When calculating the power input to the pump, the total pump efficiency η_total must be included. This efficiency is the product of volumetric efficiency, η_vol and the hydromechanical efficiency, η_hm. Power input = Power output ÷ η_total. The average for axial piston pumps, η_total = 0.87. In the example the power source, for example a diesel engine or an electric motor, must be capable of delivering at least 75 ÷ 0.87 = 86 . The hydraulic motors and cylinders that the pump supplies with hydraulic power also have efficiencies and the total system efficiency (without including the pressure drop in the hydraulic pipes and valves) will end up at approx. 0.75. Cylinders normally have a total efficiency around 0.95 while hydraulic axial piston motors 0.87, the same as the pump. In general the power loss in a hydraulic energy transmission is thus around 25% or more at ideal viscosity range 25-35 .

Calculation of the required max. power output for the diesel engine, rough estimation:

(1) Check the max. powerpoint, i.e. the point where pressure times flow reach the max. value.

(2) E_diesel = (P_max·Q_tot)÷η.

Q_tot = calculate with the theoretical pump flow for the consumers not including leakages at max. power point.

P_max = actual pump pressure at max. power point.

Note: η is the total efficiency = (output mechanical power ÷ input mechanical power). For rough estimations, η = 0.75. Add 10-20% (depends on the application) to this power value.

(3) Calculate the required pumpdisplacement from required max. sum of flow for the consumers in worst case and the diesel engine rpm in this point. The max. flow can differ from the flow used for calculation of the diesel engine power. Pump volumetric efficiency average, piston pumps: η_vol= 0.93.

Pumpdisplacement V_pump= Q_tot ÷ n_diesel ÷ 0.93.

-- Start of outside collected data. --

//! Info handshake: the capability report the keypad sends after `I`.
//!
//! ```text
//! host    -> I
//! device  <- (boot chatter, ignored)
//! device  <- Inkkeys
//! device  <- TEST 0
//! device  <- N_LED 9
//! device  <- DISP_W 128
//! device  <- DISP_H 296
//! device  <- ROT_CIRCLE_STEPS 30
//! device  <- Done
//! ```

use std::thread;
use std::time::{Duration, Instant};

use log::{debug, info};

use crate::error::{Error, Result};
use crate::protocol::command::Command;
use crate::protocol::transport::LineTransport;

/// First line of the info report.
pub const INFO_HEADER: &str = "Inkkeys";

/// Last line of the info report.
pub const INFO_TERMINATOR: &str = "Done";

/// Pause between polls while waiting for response lines.
pub const RESPONSE_POLL_INTERVAL: Duration = Duration::from_millis(100);

/// What the keypad reported about itself.
#[derive(Debug, Clone, Copy, PartialEq, Eq, Default)]
#[cfg_attr(feature = "serde", derive(serde::Serialize))]
pub struct DeviceCapabilities {
    /// Number of addressable LEDs.
    pub led_count: usize,
    /// Display width in pixels.
    pub display_width: u32,
    /// Display height in pixels.
    pub display_height: u32,
    /// Jog dial steps per full turn.
    pub rotation_steps: u32,
    /// The device runs the hardware test firmware.
    pub test_firmware: bool,
}

/// One line of the info report.
#[derive(Debug, Clone, PartialEq, Eq)]
pub enum InfoLine {
    /// `Inkkeys`
    Header,
    /// `Done`
    Terminator,
    /// `TEST <flag>`
    TestFirmware(bool),
    /// `N_LED <n>`
    LedCount(usize),
    /// `DISP_W <n>`
    DisplayWidth(u32),
    /// `DISP_H <n>`
    DisplayHeight(u32),
    /// `ROT_CIRCLE_STEPS <n>`
    RotationSteps(u32),
    /// Anything else.
    Unknown(String),
}

impl InfoLine {
    /// Parse one line.
    ///
    /// Unknown keys are not an error; a known key whose value does not parse
    /// is [`Error::MalformedInfo`].
    pub fn parse(line: &str) -> Result<Self> {
        if line == INFO_HEADER {
            return Ok(Self::Header);
        }
        if line == INFO_TERMINATOR {
            return Ok(Self::Terminator);
        }

        let Some((key, value)) = line.split_once(' ') else {
            return Ok(Self::Unknown(line.to_string()));
        };

        let number = |value: &str| {
            value
                .trim()
                .parse::<u32>()
                .map_err(|_| Error::MalformedInfo(line.to_string()))
        };

        Ok(match key {
            "TEST" => match value.chars().next() {
                Some(flag) => Self::TestFirmware(flag != '0'),
                None => return Err(Error::MalformedInfo(line.to_string())),
            },
            "N_LED" => Self::LedCount(number(value)? as usize),
            "DISP_W" => Self::DisplayWidth(number(value)?),
            "DISP_H" => Self::DisplayHeight(number(value)?),
            "ROT_CIRCLE_STEPS" => Self::RotationSteps(number(value)?),
            _ => Self::Unknown(line.to_string()),
        })
    }
}

impl DeviceCapabilities {
    fn apply(&mut self, line: InfoLine) {
        match line {
            InfoLine::TestFirmware(flag) => self.test_firmware = flag,
            InfoLine::LedCount(n) => self.led_count = n,
            InfoLine::DisplayWidth(n) => self.display_width = n,
            InfoLine::DisplayHeight(n) => self.display_height = n,
            InfoLine::RotationSteps(n) => self.rotation_steps = n,
            InfoLine::Unknown(line) => debug!("Skipping info line: {line}"),
            InfoLine::Header | InfoLine::Terminator => {},
        }
    }
}

/// Wait for the next line, failing once `timeout` has passed since `start`.
///
/// The deadline is checked before every line, so a stream of unrelated
/// lines cannot keep the caller waiting.
pub(crate) fn next_line(
    transport: &mut LineTransport,
    start: Instant,
    timeout: Duration,
    on_timeout: fn(Duration) -> Error,
) -> Result<String> {
    loop {
        if start.elapsed() > timeout {
            return Err(on_timeout(timeout));
        }
        if let Some(line) = transport.read_line()? {
            return Ok(line);
        }
        thread::sleep(RESPONSE_POLL_INTERVAL);
    }
}

/// Run the info exchange on an exclusively held transport.
pub fn request_info(transport: &mut LineTransport, timeout: Duration) -> Result<DeviceCapabilities> {
    info!("Requesting device info...");
    let start = Instant::now();
    transport.write(&Command::Info.encode())?;

    loop {
        let line = next_line(transport, start, timeout, Error::HandshakeTimeout)?;
        if line == INFO_HEADER {
            break;
        }
        debug!("Skipping: {line}");
    }
    debug!("Header found, waiting for info lines");

    let mut caps = DeviceCapabilities::default();
    loop {
        let line = next_line(transport, start, timeout, Error::HandshakeTimeout)?;
        match InfoLine::parse(&line)? {
            InfoLine::Terminator => break,
            parsed => caps.apply(parsed),
        }
    }

    info!(
        "Device info: test firmware {}, {} LEDs, display {}x{}, {} jog steps",
        caps.test_firmware,
        caps.led_count,
        caps.display_width,
        caps.display_height,
        caps.rotation_steps
    );
    Ok(caps)
}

(4) Calculation of prel. cooler capacity: Heat dissipation from hydraulic oil tanks, valves, pipes and hydraulic components is less than a few percent in standard mobile equipment and the cooler capacity must include some margins. Minimum cooler capacity, E_cooler = 0.25E_diesel

At least 25% of the input power must be dissipated by the cooler when peak power is utilized for long periods. In normal case however, the peak power is used for only short periods, thus the actual cooler capacity required might be considerably less. The oil volume in the hydraulic tank is also acting as a heat accumulator when peak power is used. The system efficiency is very much dependent on the type of hydraulic work tool equipment, the hydraulic pumps and motors used and power input to the hydraulics may vary a lot. Each circuit must be evaluated and the load cycle estimated. New or modified systems must always be tested in practical work, covering all possible load cycles. An easy way of measuring the actual average power loss in the system is to equip the machine with a test cooler and measure the oil temperature at cooler inlet, oil temperature at cooler outlet and the oil flow through the cooler, when the machine is in normal operating mode. From these figures the test cooler power dissipation can be calculated and this is equal to the power loss when temperatures are stabilized. From this test the actual required cooler can be calculated to reach specified oil temperature in the oil tank. One problem can be to assemble the measuring equipment inline, especially the oil flow meter.